Framework-Applied Version: f_load_subway_passengers

  • Import statements: Import only necessary features from spark_batch
from spark_batch.lib.spark_session import get_spark_session
from spark_batch.lib.elt_manager import EltManager
from spark_batch.lib.pxlogger import CustomLogger
from spark_batch.lib.util import toTargetCondition
  • ELT operations possible immediately after spark session creation and EltManager instance creation
spark = get_spark_session(app_name="f_load_subway_passengers",notebook_name="test", notebook_namespace="demo01-kf", \
            executor_instances="1", executor_memory="1G", executor_cores="1", driver_memory="1G", driver_cores="1" )
em = EltManager(spark, config_file="config.yaml", domain="life", record_type="mart", record_prefix="hopt")
  • Data pipeline: Simple code with exception handling performed by the framework
  • Added delta.bronze--> delta.gold processing compared to load_subway_passengers

# csv --> delta.bronze
source_type = "csv1";  source_topic = "paasup"; source_dpath="datasource/life"
target_type = "delta1";   target_topic = "paasup"; target_dpath="bronze/life"

em.init_rsm(source_type, source_topic, source_dpath, target_type, target_topic, target_dpath, chunk_size=500000)

source_objects = ["CARD_SUBWAY_MONTH_{WK_YM}.csv".format(WK_YM=WK_YM)]; target_object = "CARD_SUBWAY_MONTH"
source_inc_query = f"""
select * from CARD_SUBWAY_MONTH
""" 
target_condition = f" `사용일자` like '{WK_YM}'||'%' "

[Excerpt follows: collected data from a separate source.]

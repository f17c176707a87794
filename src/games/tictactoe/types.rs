//! Core domain types for tic-tac-toe.

use super::action::MoveError;
use super::position::Position;
use super::rules;
use super::state::{CanonicalState, StateError};
use serde::{Deserialize, Serialize};
use tracing::{debug, instrument, warn};

/// Player in the game.
///
/// The live board indexes players from zero; the canonical state string
/// encodes them from one so that `'0'` stays free for an empty cell:
///
/// | player   | index | mark  | symbol |
/// |----------|-------|-------|--------|
/// | `First`  | 0     | `'1'` | `X`    |
/// | `Second` | 1     | `'2'` | `O`    |
#[derive(
    Debug,
    Clone,
    Copy,
    PartialEq,
    Eq,
    Hash,
    Serialize,
    Deserialize,
    strum::EnumIter,
    derive_more::Display,
)]
#[serde(rename_all = "lowercase")]
pub enum Player {
    /// Player X (index 0).
    #[display("X")]
    First,
    /// Player O (index 1).
    #[display("O")]
    Second,
}

impl Player {
    /// Returns the opponent player.
    pub fn opponent(self) -> Self {
        match self {
            Player::First => Player::Second,
            Player::Second => Player::First,
        }
    }

    /// Zero-based player index.
    pub fn index(self) -> usize {
        match self {
            Player::First => 0,
            Player::Second => 1,
        }
    }

    /// Creates a player from its zero-based index.
    pub fn from_index(index: usize) -> Option<Self> {
        match index {
            0 => Some(Player::First),
            1 => Some(Player::Second),
            _ => None,
        }
    }

    /// Character used for this player in the canonical state string.
    pub const fn mark(self) -> char {
        match self {
            Player::First => '1',
            Player::Second => '2',
        }
    }

    /// Parses a canonical state character back into a player.
    pub fn from_mark(mark: char) -> Option<Self> {
        match mark {
            '1' => Some(Player::First),
            '2' => Some(Player::Second),
            _ => None,
        }
    }
}

/// A cell on the tic-tac-toe board.
#[derive(Debug, Clone, Copy, PartialEq, Eq, Hash, Serialize, Deserialize)]
pub enum Cell {
    /// Empty cell.
    Empty,
    /// Cell occupied by a player.
    Occupied(Player),
}

impl Cell {
    /// Character used for this cell in the canonical state string.
    pub const fn mark(self) -> char {
        match self {
            Cell::Empty => '0',
            Cell::Occupied(player) => player.mark(),
        }
    }

    /// Parses a canonical state character.
    pub fn from_mark(mark: char) -> Option<Self> {
        match mark {
            '0' => Some(Cell::Empty),
            other => Player::from_mark(other).map(Cell::Occupied),
        }
    }

    /// Returns the owner of the cell, if any.
    pub fn owner(self) -> Option<Player> {
        match self {
            Cell::Empty => None,
            Cell::Occupied(player) => Some(player),
        }
    }
}

/// 3x3 tic-tac-toe board.
#[derive(Debug, Clone, PartialEq, Eq, Serialize, Deserialize)]
pub struct Board {
    /// Cells in row-major order (0-8).
    squares: [Cell; 9],
}

impl Board {
    /// Creates a new empty board.
    pub fn new() -> Self {
        Self {
            squares: [Cell::Empty; 9],
        }
    }

    /// Snapshot of an empty board.
    pub fn initial_state_string() -> String {
        CanonicalState::empty().to_string()
    }

    /// Builds a board from a canonical snapshot.
    pub fn from_state(state: &CanonicalState) -> Self {
        let mut board = Self::new();
        board.load(state);
        board
    }

    /// Gets the cell at the given position.
    pub fn get(&self, pos: Position) -> Cell {
        self.squares[pos.to_index()]
    }

    /// Overwrites a cell without any occupancy check.
    pub(crate) fn set(&mut self, pos: Position, cell: Cell) {
        self.squares[pos.to_index()] = cell;
    }

    /// Checks if a cell is empty.
    pub fn is_empty(&self, pos: Position) -> bool {
        self.get(pos) == Cell::Empty
    }

    /// Returns all cells as a slice.
    pub fn squares(&self) -> &[Cell; 9] {
        &self.squares
    }

    /// Clears every cell.
    #[instrument(skip(self))]
    pub fn reset(&mut self) {
        self.squares = [Cell::Empty; 9];
    }

    /// Places a piece at `(x, y)`.
    ///
    /// Rejected without mutation when the coordinates are off the board
    /// or the cell is already taken.
    #[instrument(skip(self))]
    pub fn place(&mut self, x: usize, y: usize, player: Player) -> Result<(), MoveError> {
        let pos = Position::from_coords(x, y).ok_or_else(|| {
            debug!(x, y, "Placement outside the board");
            MoveError::OutOfBounds { x, y }
        })?;
        self.place_at(pos, player)
    }

    /// Places a piece at a position.
    #[instrument(skip(self))]
    pub fn place_at(&mut self, pos: Position, player: Player) -> Result<(), MoveError> {
        if !self.is_empty(pos) {
            debug!(position = %pos, "Placement on occupied cell");
            return Err(MoveError::SquareOccupied(pos));
        }
        self.set(pos, Cell::Occupied(player));
        Ok(())
    }

    /// Owner of the piece at `(x, y)`, `None` if empty or off the board.
    pub fn owner_at(&self, x: usize, y: usize) -> Option<Player> {
        Position::from_coords(x, y).and_then(|pos| self.get(pos).owner())
    }

    /// Owner of the piece at a linear index (0-8).
    pub fn owner_at_index(&self, index: usize) -> Option<Player> {
        Position::from_index(index).and_then(|pos| self.get(pos).owner())
    }

    /// Encodes the board as its canonical snapshot.
    pub fn serialize(&self) -> CanonicalState {
        CanonicalState::from_cells(&self.squares)
    }

    /// Canonical snapshot as a plain string.
    pub fn to_state_string(&self) -> String {
        self.serialize().to_string()
    }

    /// Replaces the board contents with a snapshot.
    ///
    /// A malformed snapshot leaves the board untouched.
    #[instrument(skip(self))]
    pub fn deserialize(&mut self, s: &str) -> Result<(), StateError> {
        let state = s.parse::<CanonicalState>().inspect_err(|e| {
            warn!(error = %e, "Rejected malformed board snapshot");
        })?;
        self.load(&state);
        Ok(())
    }

    /// Replaces the board contents with an already validated snapshot.
    pub fn load(&mut self, state: &CanonicalState) {
        self.reset();
        for pos in Position::ALL {
            if let Cell::Occupied(player) = state.cell(pos.to_index()) {
                self.set(pos, Cell::Occupied(player));
            }
        }
    }

    /// First player owning a complete line, in scan order.
    pub fn check_winner(&self) -> Option<Player> {
        rules::check_winner(self)
    }

    /// True when the board is full and nobody has a line.
    pub fn check_draw(&self) -> bool {
        rules::is_draw(self)
    }

    /// Checks if every cell is occupied.
    pub fn is_full(&self) -> bool {
        rules::is_full(self)
    }

    /// Positions still open for play.
    pub fn empty_positions(&self) -> Vec<Position> {
        Position::valid_moves(self)
    }

    /// Number of occupied cells.
    pub fn occupied_count(&self) -> usize {
        self.squares.iter().filter(|c| **c != Cell::Empty).count()
    }

    /// Current status derived from the board alone.
    pub fn status(&self) -> GameStatus {
        if let Some(winner) = self.check_winner() {
            GameStatus::Won(winner)
        } else if self.is_full() {
            GameStatus::Draw
        } else {
            GameStatus::InProgress
        }
    }

    /// Formats the board as a human-readable string.
    pub fn display(&self) -> String {
        let mut result = String::new();
        for row in 0..3 {
            for col in 0..3 {
                let pos = row * 3 + col;
                let symbol = match self.squares[pos] {
                    Cell::Empty => pos.to_string(),
                    Cell::Occupied(player) => player.to_string(),
                };
                result.push_str(&symbol);
                if col < 2 {
                    result.push('|');
                }
            }
            if row < 2 {
                result.push_str("\n-+-+-\n");
            }
        }
        result
    }
}

impl Default for Board {
    fn default() -> Self {
        Self::new()
    }
}

/// Current status of the game.
#[derive(Debug, Clone, Copy, PartialEq, Eq, Serialize, Deserialize, derive_more::Display)]
pub enum GameStatus {
    /// Game is ongoing.
    #[display("in progress")]
    InProgress,
    /// Game ended in a win.
    #[display("{} wins", _0)]
    Won(Player),
    /// Game ended in a draw.
    #[display("draw")]
    Draw,
}

impl GameStatus {
    /// True once the game has a winner or ended in a draw.
    pub fn is_over(&self) -> bool {
        !matches!(self, GameStatus::InProgress)
    }
}

#[cfg(test)]
mod tests {
    use super::*;

    #[test]
    fn test_player_mapping_is_offset_by_one() {
        assert_eq!(Player::First.index(), 0);
        assert_eq!(Player::First.mark(), '1');
        assert_eq!(Player::Second.index(), 1);
        assert_eq!(Player::Second.mark(), '2');
        assert_eq!(Player::from_mark('0'), None);
        assert_eq!(Player::from_index(2), None);
    }

    #[test]
    fn test_place_out_of_range() {
        let mut board = Board::new();
        assert_eq!(
            board.place(3, 0, Player::First),
            Err(MoveError::OutOfBounds { x: 3, y: 0 })
        );
        assert_eq!(board, Board::new());
    }

    #[test]
    fn test_place_never_overwrites() {
        let mut board = Board::new();
        board.place(1, 1, Player::First).unwrap();
        assert_eq!(
            board.place(1, 1, Player::Second),
            Err(MoveError::SquareOccupied(Position::Center))
        );
        assert_eq!(board.owner_at(1, 1), Some(Player::First));
    }

    #[test]
    fn test_owner_lookup_uses_row_major_index() {
        let mut board = Board::new();
        board.place(2, 1, Player::Second).unwrap();
        assert_eq!(board.owner_at_index(5), Some(Player::Second));
        assert_eq!(board.owner_at(1, 2), None);
        assert_eq!(board.owner_at_index(9), None);
    }

    #[test]
    fn test_display() {
        let mut board = Board::new();
        board.place(0, 0, Player::First).unwrap();
        board.place(1, 1, Player::Second).unwrap();
        assert_eq!(board.display(), "X|1|2\n-+-+-\n3|O|5\n-+-+-\n6|7|8");
    }
}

source_df, target_df, valid = em.ingest_increment(source_objects, target_object, source_inc_query, target_condition, delemeter=",")

# delta.bronze --> delta.gold (cleansing or processing)
source_type = "delta1"; source_topic = "paasup";  source_dpath="bronze/life"
target_type = "delta1"; target_topic = "paasup";  target_dpath="gold"

em.init_rsm(source_type, source_topic, source_dpath, target_type, target_topic, target_dpath, chunk_size=500000)

source_objects = ["CARD_SUBWAY_MONTH"];  target_object = "subway_passengers"
source_inc_query = f"""
                        select  `사용일자` use_date
                           , `노선명` line_no
                           , `역명` station_name
                           , `승차총승객수` pass_in
                           , `하차총승객수` pass_out
                           , `등록일자` reg_date
                        from CARD_SUBWAY_MONTH
                        where `사용일자` like '{WK_YM}'||'%'
"""
target_condition = f"""
 use_date like '{WK_YM}'||'%'
"""

source_df, target_df, valid = em.ingest_increment(source_objects, target_object, source_inc_query, target_condition)


# delta.gold --> mart
source_type = "delta1"; source_topic = "paasup";  source_dpath="gold"
target_type = "mart"; target_topic = "postgres";  target_dpath=None

em.init_rsm(source_type, source_topic, source_dpath, target_type, target_topic, target_dpath, chunk_size=500000)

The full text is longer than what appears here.